I'm not even quite sure where to begin, it seems there is so much going on right now.

My health is constantly an issue, and several weeks ago I added Fibromyalgia to my list of ongoing health issues. This week it was a low Vit D level, concerns of Osteoporisis and another monthly med. I woke up today to find that I have gotten the sinus infection/cold that my mother has had for the past 3 weeks, I'm guessing from all the time I spend there. Today I can barely breath, have a sore throat, and the fibro has taken over the entire right side of my neck again.
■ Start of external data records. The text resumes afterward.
//! Periodic health report: data gathering, rendering and delivery.

use crate::insights::weekly_insight;
use crate::models::{HealthRecord, ReportSchedule};
use crate::stats::{self, Summary};
use crate::storage::{self, DbPool, StoreError};
use crate::ui::escape_html;
use chrono::{Duration, NaiveDate, NaiveDateTime};
use std::path::{Path, PathBuf};
use thiserror::Error;
use tokio::fs;
use tracing::{error, info, warn};

const RECENT_ROWS: usize = 7;

#[derive(Debug, Error)]
pub enum ReportError {
    #[error(transparent)]
    Store(#[from] StoreError),
    #[error("failed to deliver report: {0}")]
    Delivery(#[from] std::io::Error),
}

#[derive(Debug, Clone, PartialEq)]
pub struct ReportData {
    pub start_date: NaiveDate,
    pub end_date: NaiveDate,
    pub range_days: u32,
    pub summary: Option<Summary>,
    pub high_hr_days: usize,
    pub low_sleep_days: usize,
    pub alert_days: usize,
    pub latest_record: Option<HealthRecord>,
    /// Newest first.
    pub recent_records: Vec<HealthRecord>,
    pub insight: Option<String>,
    pub exec_summary: String,
}

impl ReportData {
    pub fn date_range(&self) -> String {
        format!(
            "{} - {}",
            self.start_date.format("%b %d, %Y"),
            self.end_date.format("%b %d, %Y")
        )
    }

    pub fn filename(&self) -> String {
        format!("health_report_{}.html", self.end_date.format("%Y%m%d"))
    }

    pub fn subject(&self) -> String {
        format!("Your Health Report ({})", self.date_range())
    }
}

/// Builds the report for the `range_days` days ending at `end_date`.
///
/// Records outside that window are ignored.
pub fn build_report_data(records: &[HealthRecord], end_date: NaiveDate, range_days: u32) -> ReportData {
    let range_days = range_days.max(1);
    let start_date = end_date - Duration::days(i64::from(range_days) - 1);
    let mut window = stats::between(records, start_date, end_date);
    window.sort_by_key(|record| record.date);

    let high_hr_days = window.iter().filter(|r| stats::is_high_heart_rate(r)).count();
    let low_sleep_days = window.iter().filter(|r| stats::is_low_sleep(r)).count();
    let alert_days = window
        .iter()
        .filter(|r| stats::is_high_heart_rate(r) || stats::is_low_sleep(r))
        .count();

    let summary = stats::summarize(&window);
    let exec_summary = match &summary {
        None => format!(
            "No records were logged between {} and {}.",
            start_date.format("%b %d, %Y"),
            end_date.format("%b %d, %Y")
        ),
        Some(summary) => format!(
            "Logged {} of {} days, averaging {:.0} steps and {:.1} hours of sleep per day, with {} alert day{}.",
            summary.total_days,
            range_days,
            summary.avg_steps,
            summary.avg_sleep,
            alert_days,
            if alert_days == 1 { "" } else { "s" }
        ),
    };

    ReportData {
        start_date,
        end_date,
        range_days,
        latest_record: stats::latest(&window).cloned(),
        recent_records: window.iter().rev().take(RECENT_ROWS).cloned().collect(),
        insight: weekly_insight(&window),
        summary,
        high_hr_days,
        low_sleep_days,
        alert_days,
        exec_summary,
    }
}

pub fn render_report_html(data: &ReportData, generated_on: NaiveDateTime) -> String {
    let kpis = match &data.summary {
        Some(summary) => format!(
            r#"<div class="kpi"><span>Avg steps</span><strong>{:.0}</strong></div>
      <div class="kpi"><span>Avg sleep</span><strong>{:.1} h</strong></div>
      <div class="kpi"><span>Avg heart rate</span><strong>{}</strong></div>
      <div class="kpi"><span>Days logged</span><strong>{}</strong></div>"#,
            summary.avg_steps,
            summary.avg_sleep,
            summary
                .avg_heart_rate
                .map(|bpm| format!("{bpm:.0} bpm"))
                .unwrap_or_else(|| "n/a".to_string()),
            summary.total_days
        ),
        None => r#"<p class="empty">No data for this period.</p>"#.to_string(),
    };

    let rows: String = data
        .recent_records
        .iter()
        .map(|record| {
            let flagged = stats::is_high_heart_rate(record) || stats::is_low_sleep(record);
            format!(
                r#"<tr{}><td>{}</td><td>{}</td><td>{:.1}</td><td>{}</td></tr>"#,
                if flagged { r#" class="alert""# } else { "" },
                record.date.format("%Y-%m-%d"),
                record.steps,
                record.sleep_hours,
                record
                    .heart_rate
                    .map(|bpm| bpm.to_string())
                    .unwrap_or_else(|| "-".to_string())
            )
        })
        .collect();

    REPORT_HTML
        .replace("{{DATE_RANGE}}", &escape_html(&data.date_range()))
        .replace("{{GENERATED_ON}}", &generated_on.format("%b %d, %Y %H:%M").to_string())
        .replace("{{EXEC_SUMMARY}}", &escape_html(&data.exec_summary))
        .replace("{{KPIS}}", &kpis)
        .replace("{{HIGH_HR_DAYS}}", &data.high_hr_days.to_string())
        .replace("{{LOW_SLEEP_DAYS}}", &data.low_sleep_days.to_string())
        .replace("{{ALERT_DAYS}}", &data.alert_days.to_string())
        .replace(
            "{{INSIGHT}}",
            &escape_html(data.insight.as_deref().unwrap_or("No records in this period.")),
        )
        .replace("{{ROWS}}", &rows)
}

pub fn email_body(data: &ReportData, generated_on: NaiveDateTime) -> String {
    format!(
        "Hello,\n\nAttached is your health report for {} (last {} days), generated on {}.\n\n{}\n\nThis message was sent automatically by your health tracker.\n",
        data.date_range(),
        data.range_days,
        generated_on.format("%b %d, %Y %H:%M"),
        data.exec_summary
    )
}

#[derive(Debug, Clone, PartialEq)]
pub struct Attachment {
    pub filename: String,
    pub content_type: String,
    pub content: String,
}

#[derive(Debug, Clone, PartialEq)]
pub struct OutgoingEmail {
    pub from: String,
    pub to: String,
    pub subject: String,
    pub body: String,
    pub attachment: Attachment,
}

impl OutgoingEmail {
    /// Serializes as a multipart/mixed RFC 5322 message.
    pub fn to_message(&self, boundary: &str, sent_at: NaiveDateTime) -> String {
        format!(
            "From: {from}\r\nTo: {to}\r\nSubject: {subject}\r\nDate: {date}\r\nMIME-Version: 1.0\r\nContent-Type: multipart/mixed; boundary=\"{boundary}\"\r\n\r\n--{boundary}\r\nContent-Type: text/plain; charset=utf-8\r\nContent-Transfer-Encoding: 8bit\r\n\r\n{body}\r\n--{boundary}\r\nContent-Type: {content_type}; charset=utf-8; name=\"{filename}\"\r\nContent-Disposition: attachment; filename=\"{filename}\"\r\nContent-Transfer-Encoding: 8bit\r\n\r\n{content}\r\n--{boundary}--\r\n",
            from = header_value(&self.from),
            to = header_value(&self.to),
            subject = header_value(&self.subject),
            date = sent_at.format("%a, %d %b %Y %H:%M:%S +0000"),
            body = self.body,
            content_type = self.attachment.content_type,
            filename = header_value(&self.attachment.filename),
            content = self.attachment.content,
        )
    }
}

/// Control characters are dropped so a value cannot start a new header line.
fn header_value(value: &str) -> String {
    value.chars().filter(|c| !c.is_control()).collect()
}

pub trait Mailer {
    fn send(
        &self,
        email: &OutgoingEmail,
        sent_at: NaiveDateTime,
    ) -> impl std::future::Future<Output = Result<PathBuf, ReportError>> + Send;
}

/// Writes each message as an `.eml` file instead of talking to a mail server.
pub struct OutboxMailer {
    dir: PathBuf,
}

impl OutboxMailer {
    pub fn new(dir: impl Into<PathBuf>) -> Self {
        Self { dir: dir.into() }
    }

    pub fn dir(&self) -> &Path {
        &self.dir
    }
}

impl Mailer for OutboxMailer {
    async fn send(&self, email: &OutgoingEmail, sent_at: NaiveDateTime) -> Result<PathBuf, ReportError> {
        fs::create_dir_all(&self.dir).await?;
        let stamp = sent_at.format("%Y%m%dT%H%M%S").to_string();
        let recipient: String = email
            .to
            .chars()
            .map(|c| if c.is_ascii_alphanumeric() { c } else { '_' })
            .collect();
        let path = self.dir.join(format!("{stamp}_{recipient}.eml"));
        let boundary = format!("report-{stamp}");
        fs::write(&path, email.to_message(&boundary, sent_at)).await?;
        Ok(path)
    }
}

#[derive(Debug, Default, Clone, Copy, PartialEq, Eq)]
pub struct RunSummary {
    pub sent: usize,
    pub skipped: usize,
    /// Reports a dry run would have sent.
    pub pending: usize,
}

/// Sends the report if the stored schedule is due at `now`.
pub async fn run_due_reports<M: Mailer>(
    pool: &DbPool,
    mailer: &M,
    from_email: &str,
    now: NaiveDateTime,
    dry_run: bool,
) -> Result<RunSummary, ReportError> {
    let mut summary = RunSummary::default();
    let mut schedule = storage::load_schedule(pool).await?;

    if !schedule.is_due(now) {
        summary.skipped += 1;
        return Ok(summary);
    }

    let Some(recipient) = schedule.recipient_email.clone() else {
        warn!("skipping scheduled report: no recipient email configured");
        summary.skipped += 1;
        return Ok(summary);
    };

    if dry_run {
        info!("[dry run] would send report to {recipient}");
        summary.pending += 1;
        return Ok(summary);
    }

    match deliver(pool, mailer, &schedule, &recipient, from_email, now).await {
        Ok(path) => {
            info!("sent scheduled report to {recipient} ({})", path.display());
            schedule.last_report_sent_at = Some(now);
            schedule.reschedule(now);
            storage::save_schedule(pool, &schedule).await?;
            summary.sent += 1;
        }
        Err(err) => {
            error!("failed to send scheduled report to {recipient}: {err}");
            summary.skipped += 1;
        }
    }

    Ok(summary)
}

async fn deliver<M: Mailer>(
    pool: &DbPool,
    mailer: &M,
    schedule: &ReportSchedule,
    recipient: &str,
    from_email: &str,
    now: NaiveDateTime,
) -> Result<PathBuf, ReportError> {
    let end_date = now.date();
    let start_date = end_date - Duration::days(i64::from(schedule.range_days.max(1)) - 1);
    let records = storage::records_between(pool, start_date, end_date).await?;
    let data = build_report_data(&records, end_date, schedule.range_days);

    let email = OutgoingEmail {
        from: from_email.to_string(),
        to: recipient.to_string(),
        subject: data.subject(),
        body: email_body(&data, now),
        attachment: Attachment {
            filename: data.filename(),
            content_type: "text/html".to_string(),
            content: render_report_html(&data, now),
        },
    };
    mailer.send(&email, now).await
}

const REPORT_HTML: &str = r#"<!DOCTYPE html>
<html lang="en">
<head>
  <meta charset="UTF-8" />
  <title>Health Report</title>
  <style>
    body { font-family: "Helvetica Neue", Arial, sans-serif; color: #2b2a28; margin: 32px; }
    h1 { margin: 0 0 4px; }
    .meta { color: #6b645d; margin: 0 0 24px; }
    .summary { background: #f8f3e6; border-radius: 12px; padding: 16px; margin-bottom: 24px; }
    .kpis { display: flex; gap: 16px; flex-wrap: wrap; margin-bottom: 24px; }
    .kpi { border: 1px solid #e3ddd3; border-radius: 12px; padding: 12px 16px; min-width: 140px; }
    .kpi span { display: block; font-size: 12px; text-transform: uppercase; color: #8b857d; }
    .kpi strong { font-size: 22px; color: #2f4858; }
    table { border-collapse: collapse; width: 100%; }
    th, td { text-align: left; padding: 8px; border-bottom: 1px solid #eee; }
    tr.alert td { color: #c63b2b; }
  </style>
</head>
<body>
  <h1>Health Report</h1>
  <p class="meta">{{DATE_RANGE}} &middot; generated {{GENERATED_ON}}</p>
  <div class="summary">{{EXEC_SUMMARY}}</div>
  <div class="kpis">
      {{KPIS}}
  </div>
  <h2>Alerts</h2>
  <ul>
    <li>High heart rate days: {{HIGH_HR_DAYS}}</li>
    <li>Low sleep days: {{LOW_SLEEP_DAYS}}</li>
    <li>Days with any alert: {{ALERT_DAYS}}</li>
  </ul>
  <h2>Week over week</h2>
  <p>{{INSIGHT}}</p>
  <h2>Recent records</h2>
  <table>
    <thead><tr><th>Date</th><th>Steps</th><th>Sleep (h)</th><th>Heart rate</th></tr></thead>
    <tbody>{{ROWS}}</tbody>
  </table>
</body>
</html>
"#;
My family of origin issues are as always-looming. My mother is elderly, in failing health and living alone, and though I see her daily as does my son, and run her errands and take her meals when I can, the bottem line is she is not going to be able to live alone much longer, and I have asked her to come stay with me as we are only miles apart, and it is a battle of wills so far.....so I continue to try to do the best I can to make her life bearable while most days I don't feel like even getting out of bed to live mine.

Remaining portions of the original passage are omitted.